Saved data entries
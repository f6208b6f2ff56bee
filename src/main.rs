use activity_logger::commands::Cli;
use activity_logger::libs::messages::macros::is_debug_mode;
use tracing_subscriber::EnvFilter;

#[tokio::main]
async fn main() -> anyhow::Result<()> {
    if is_debug_mode() {
        // Stdout carries the shell protocol, so logs go to stderr.
        tracing_subscriber::fmt()
            .with_env_filter(EnvFilter::try_from_default_env().unwrap_or_else(|_| EnvFilter::new("debug")))
            .with_writer(std::io::stderr)
            .init();
    }

    Cli::menu().await
}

» **Exercise details**
After locating the line that holds "go to stderr.", print it and each line after it through the end of the data, exactly as it stands.

» **Solution**
        // Stdout carries the shell protocol, so logs go to stderr.
        tracing_subscriber::fmt()
            .with_env_filter(EnvFilter::try_from_default_env().unwrap_or_else(|_| EnvFilter::new("debug")))
            .with_writer(std::io::stderr)
            .init();
    }

    Cli::menu().await
}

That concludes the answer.